In un certo senso, siamo molto appassionati, il che è fantastico finché non entrano in gioco la praticità o la tecnicità. In tal caso, è necessario comprendere i punti critici e agire con una certa precisione, energia e persino audacia; difficile quando sono coinvolte le passioni. Sarebbe più corretto anticipare i punti deboli di ciò che è stato progettato, e anche se ci sono state delle falle o argomenti importanti sono stati trascurati o dimenticati nella preparazione, dobbiamo prestare maggiore attenzione e agire con veemenza quando ci rendiamo conto che il piano presenta delle crepe. C'è un detto che si adatta bene a questo scopo: "quando ti accorgi di aver preso il treno sbagliato, scendi immediatamente alla stazione successiva; e non sto parlando di treni". Sebbene comprendiamo in quanti complotti siamo invischiati, al punto che non sempre ci accorgiamo delle stazioni che passano, alcuni le notano, ma per qualche motivo non parlano, e molti altri fingono che tutto si risolverà col tempo...
Tornando
all'esempio delle soap opera, la letargia davanti alla televisione è motivo di
profitti per i produttori e di intrattenimento rilassante per gli spettatori.
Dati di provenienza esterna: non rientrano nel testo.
// SPDX: CC0-1.0

pub mod calc;
pub mod eval;
pub mod lex;
pub mod parse;
pub mod plot;
pub mod sample;
pub mod shell;
pub mod stdlib;

pub use calc::{evaluate, evaluate_symbol, Operator};
pub use sample::{sample_at, sample_sequence, Function};

use core::{fmt, ops::Range};

pub type Number = f64;

#[derive(Clone, Copy, Debug, PartialEq)]
pub struct Point<T> {
    pub x: T,
    pub y: T,
}

/// Visible region of the plane.
#[derive(Clone, Debug, PartialEq)]
pub struct Window {
    pub x: Range<Number>,
    pub y: Range<Number>,
}

impl Default for Window {
    fn default() -> Self {
        Self {
            x: -10.0..10.0,
            y: -10.0..10.0,
        }
    }
}

impl fmt::Display for Window {
    fn fmt(&self, f: &mut fmt::Formatter<'_>) -> fmt::Result {
        f.debug_struct("Window")
            .field("x range", &self.x)
            .field("y range", &self.y)
            .finish()
    }
}

/// Values of `x` at which a function is sampled: `start`, `start + step`,
/// ... up to and including `end`.
#[derive(Clone, Copy, Debug, PartialEq)]
pub struct Domain {
    pub start: Number,
    pub end: Number,
    pub step: Number,
}

impl Default for Domain {
    fn default() -> Self {
        Self {
            start: -10.0,
            end: 10.0,
            step: 0.1,
        }
    }
}

impl fmt::Display for Domain {
    fn fmt(&self, f: &mut fmt::Formatter<'_>) -> fmt::Result {
        f.debug_struct("Domain")
            .field("start", &self.start)
            .field("end", &self.end)
            .field("step", &self.step)
            .finish()
    }
}

impl Domain {
    // absorbs rounding in (end - start) / step, e.g. 20 / 0.1
    const TOLERANCE: Number = 1e-9;

    /// Largest number of points a domain may hold. Anything denser is
    /// treated as malformed rather than allocated.
    pub const MAX_POINTS: usize = 1_000_000;

    /// Number of sample points, or 0 if the domain is empty or malformed.
    pub fn len(&self) -> usize {
        let Self { start, end, step } = *self;
        if !(start.is_finite() && end.is_finite() && step.is_finite()) || step <= 0.0 || end < start
        {
            return 0;
        }
        let intervals = (end - start) / step;
        let n = (intervals + intervals.max(1.0) * Self::TOLERANCE).floor();
        if n >= Self::MAX_POINTS as Number {
            return 0;
        }
        n as usize + 1
    }

    pub fn is_empty(&self) -> bool {
        self.len() == 0
    }

    /// `start + i * step` for each point. Computing each value from the
    /// index keeps rounding error from accumulating across the domain.
    pub fn values(&self) -> impl Iterator<Item = Number> {
        let Self { start, step, .. } = *self;
        (0..self.len()).map(move |i| start + i as Number * step)
    }
}

#[cfg(test)]
mod tests {
    use super::*;

    #[test]
    fn default_domain_has_201_points() {
        let domain = Domain::default();
        assert_eq!(domain.len(), 201);
        let xs: Vec<Number> = domain.values().collect();
        assert_eq!(xs.first().copied(), Some(-10.0));
        assert!((xs[200] - 10.0).abs() < 1e-9);
    }

    #[test]
    fn integer_steps_are_inclusive() {
        let domain = Domain {
            start: -2.0,
            end: 2.0,
            step: 1.0,
        };
        assert_eq!(domain.values().collect::<Vec<_>>(), [-2.0, -1.0, 0.0, 1.0, 2.0]);

        let single = Domain {
            start: 3.0,
            end: 3.0,
            step: 0.5,
        };
        assert_eq!(single.values().collect::<Vec<_>>(), [3.0]);
    }

    #[test]
    fn malformed_domains_are_empty() {
        for (start, end, step) in [
            (0.0, 1.0, 0.0),
            (0.0, 1.0, -0.1),
            (1.0, 0.0, 0.1),
            (0.0, Number::INFINITY, 1.0),
            (Number::NAN, 1.0, 0.1),
            (0.0, 1.0, Number::NAN),
            (0.0, 1e17, 1.0),
            (-1.0, 1.0, Number::MIN_POSITIVE),
        ] {
            assert!(Domain { start, end, step }.is_empty());
        }
    }

    #[test]
    fn point_count_is_capped() {
        let full = Domain {
            start: 0.0,
            end: (Domain::MAX_POINTS - 1) as Number,
            step: 1.0,
        };
        assert_eq!(full.len(), Domain::MAX_POINTS);

        let over = Domain {
            end: Domain::MAX_POINTS as Number,
            ..full
        };
        assert!(over.is_empty());
        assert_eq!(over.values().count(), 0);
    }
}
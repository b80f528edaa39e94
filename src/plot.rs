// SPDX: CC0-1.0

//! Drawing a sampled curve as an SVG chart.

use crate::{Number, Point, Window};
use core::fmt;
use plotters::drawing::DrawingAreaErrorKind;
use plotters::prelude::*;
use std::io::{self, Write};

const AXIS_COLOR: RGBColor = RGBColor(0x66, 0x66, 0x66);
const CURVE_COLOR: RGBColor = RGBColor(0x4c, 0xaf, 0x50);

#[derive(Clone, Copy, Debug, PartialEq, Eq)]
pub struct Canvas {
    pub width: u32,
    pub height: u32,
}

impl Default for Canvas {
    fn default() -> Self {
        Self {
            width: 300,
            height: 200,
        }
    }
}

impl fmt::Display for Canvas {
    fn fmt(&self, f: &mut fmt::Formatter<'_>) -> fmt::Result {
        write!(f, "{}x{}", self.width, self.height)
    }
}

#[derive(Debug, thiserror::Error)]
pub enum PlotErr {
    #[error("failed to draw chart")]
    Draw(#[from] DrawingAreaErrorKind<io::Error>),

    #[error("failed to write chart")]
    Write(#[from] io::Error),
}

/// Splits `curve` wherever a sample is not a finite number, so a pole such
/// as the one in `1 / x` is not joined across.
pub fn segments(curve: &[Point<Number>]) -> Vec<Vec<(Number, Number)>> {
    let mut segments = Vec::new();
    let mut cur = Vec::new();
    for p in curve {
        if p.x.is_finite() && p.y.is_finite() {
            cur.push((p.x, p.y));
        } else if !cur.is_empty() {
            segments.push(core::mem::take(&mut cur));
        }
    }
    if !cur.is_empty() {
        segments.push(cur);
    }
    segments
}

fn draw(
    buf: &mut String,
    curve: &[Point<Number>],
    window: &Window,
    canvas: &Canvas,
    title: &str,
) -> Result<(), DrawingAreaErrorKind<io::Error>> {
    let root = SVGBackend::with_string(buf, (canvas.width, canvas.height)).into_drawing_area();
    root.fill(&WHITE)?;

    let mut chart = ChartBuilder::on(&root)
        .caption(title, ("sans-serif", 14).into_font())
        .margin(5)
        .x_label_area_size(20)
        .y_label_area_size(30)
        .build_cartesian_2d(window.x.clone(), window.y.clone())?;

    chart
        .configure_mesh()
        .disable_mesh()
        .axis_style(&AXIS_COLOR)
        .draw()?;

    // axes through the origin, when it is in view
    if window.y.contains(&0.0) {
        chart.draw_series(LineSeries::new(
            [(window.x.start, 0.0), (window.x.end, 0.0)],
            &AXIS_COLOR,
        ))?;
    }
    if window.x.contains(&0.0) {
        chart.draw_series(LineSeries::new(
            [(0.0, window.y.start), (0.0, window.y.end)],
            &AXIS_COLOR,
        ))?;
    }

    for segment in segments(curve) {
        chart.draw_series(LineSeries::new(segment, CURVE_COLOR.stroke_width(2)))?;
    }

    root.present()?;
    Ok(())
}

pub fn write_svg<W: Write>(
    mut out: W,
    curve: &[Point<Number>],
    window: &Window,
    canvas: &Canvas,
    title: impl fmt::Display,
) -> Result<(), PlotErr> {
    let mut buf = String::new();
    draw(&mut buf, curve, window, canvas, &title.to_string())?;
    out.write_all(buf.as_bytes())?;
    Ok(())
}

/// One `x y` line per sample.
pub fn write_data<W: Write>(mut out: W, curve: &[Point<Number>]) -> io::Result<()> {
    for Point { x, y } in curve {
        writeln!(out, "{x} {y}")?;
    }
    Ok(())
}

#[cfg(test)]
mod tests {
    use super::*;
    use crate::sample_sequence;

    fn curve_strokes(svg: &str) -> usize {
        svg.to_ascii_uppercase().matches("#4CAF50").count()
    }

    #[test]
    fn curve_breaks_at_non_finite_samples() {
        let curve = sample_sequence("1 / x", -2.0, 2.0, 1.0);
        let segments = segments(&curve);
        assert_eq!(
            segments,
            [vec![(-2.0, -0.5), (-1.0, -1.0)], vec![(1.0, 1.0), (2.0, 0.5)]]
        );

        let nan = [Point {
            x: 0.0,
            y: Number::NAN,
        }];
        assert!(super::segments(&nan).is_empty());
    }

    #[test]
    fn svg_output() {
        let curve = sample_sequence("x", -1.0, 1.0, 1.0);
        let mut out = Vec::new();
        write_svg(
            &mut out,
            &curve,
            &Window::default(),
            &Canvas::default(),
            "f(x) = x",
        )
        .unwrap();
        let svg = String::from_utf8(out).unwrap();
        assert!(svg.starts_with("<svg"));
        assert!(svg.contains(r#"width="300""#));
        assert!(svg.contains(r#"height="200""#));
        assert!(svg.contains("f(x) = x"));
        assert_eq!(curve_strokes(&svg), 1);
        assert!(svg.trim_end().ends_with("</svg>"));
    }

    #[test]
    fn svg_draws_one_stroke_per_segment() {
        let curve = sample_sequence("1 / x", -2.0, 2.0, 1.0);
        let mut out = Vec::new();
        let (win, canvas) = (Window::default(), Canvas::default());
        write_svg(&mut out, &curve, &win, &canvas, "f(x) = 1 / x").unwrap();
        assert_eq!(curve_strokes(&String::from_utf8(out).unwrap()), 2);

        let mut out = Vec::new();
        write_svg(&mut out, &[], &win, &canvas, "f(x) = 1 / x").unwrap();
        assert_eq!(curve_strokes(&String::from_utf8(out).unwrap()), 0);
    }

    #[test]
    fn data_output() {
        let curve = sample_sequence("x * 2", 0.0, 1.0, 0.5);
        let mut out = Vec::new();
        write_data(&mut out, &curve).unwrap();
        assert_eq!(String::from_utf8(out).unwrap(), "0 0\n0.5 1\n1 2\n");
    }
}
In mezzo a questi due mondi, ci sono persone che osservano l'irreversibilità
della trama reale, dimostrando chiaramente che tra loro c'è una distanza sempre
maggiore. Mentre il primo gruppo si specializza, il secondo non capisce nemmeno
di trovarsi su un treno deragliato.
Forse non si
tratta di saltare giù dal treno, ma di attivare il segnale d'allarme e agire
senza timore di prevedere in anticipo il peggior scenario possibile. Saltare
giù dal treno non è facile, tuttavia, nei casi unici che si presentano, in cui
ripetiamo costantemente, persino disperati, "perché a me?" o
"perché sta succedendo proprio a me?", forse è troppo tardi; l'unica
cosa che rimane, come lezione, è fare un mea
culpa osservando seriamente: dove si sarebbe dovuto prestare attenzione
agli avvertimenti e alle lezioni degli avvertimenti.
Da uomini di
poca fede, spesso aneliamo al cielo, o affidiamo pigramente agli dei
responsabilità che sono necessariamente nostre. Poi ci ritornano, come
risposta, irreversibili, così che impariamo che siamo gli unici responsabili
delle nostre azioni... e di esse, dobbiamo rispondere.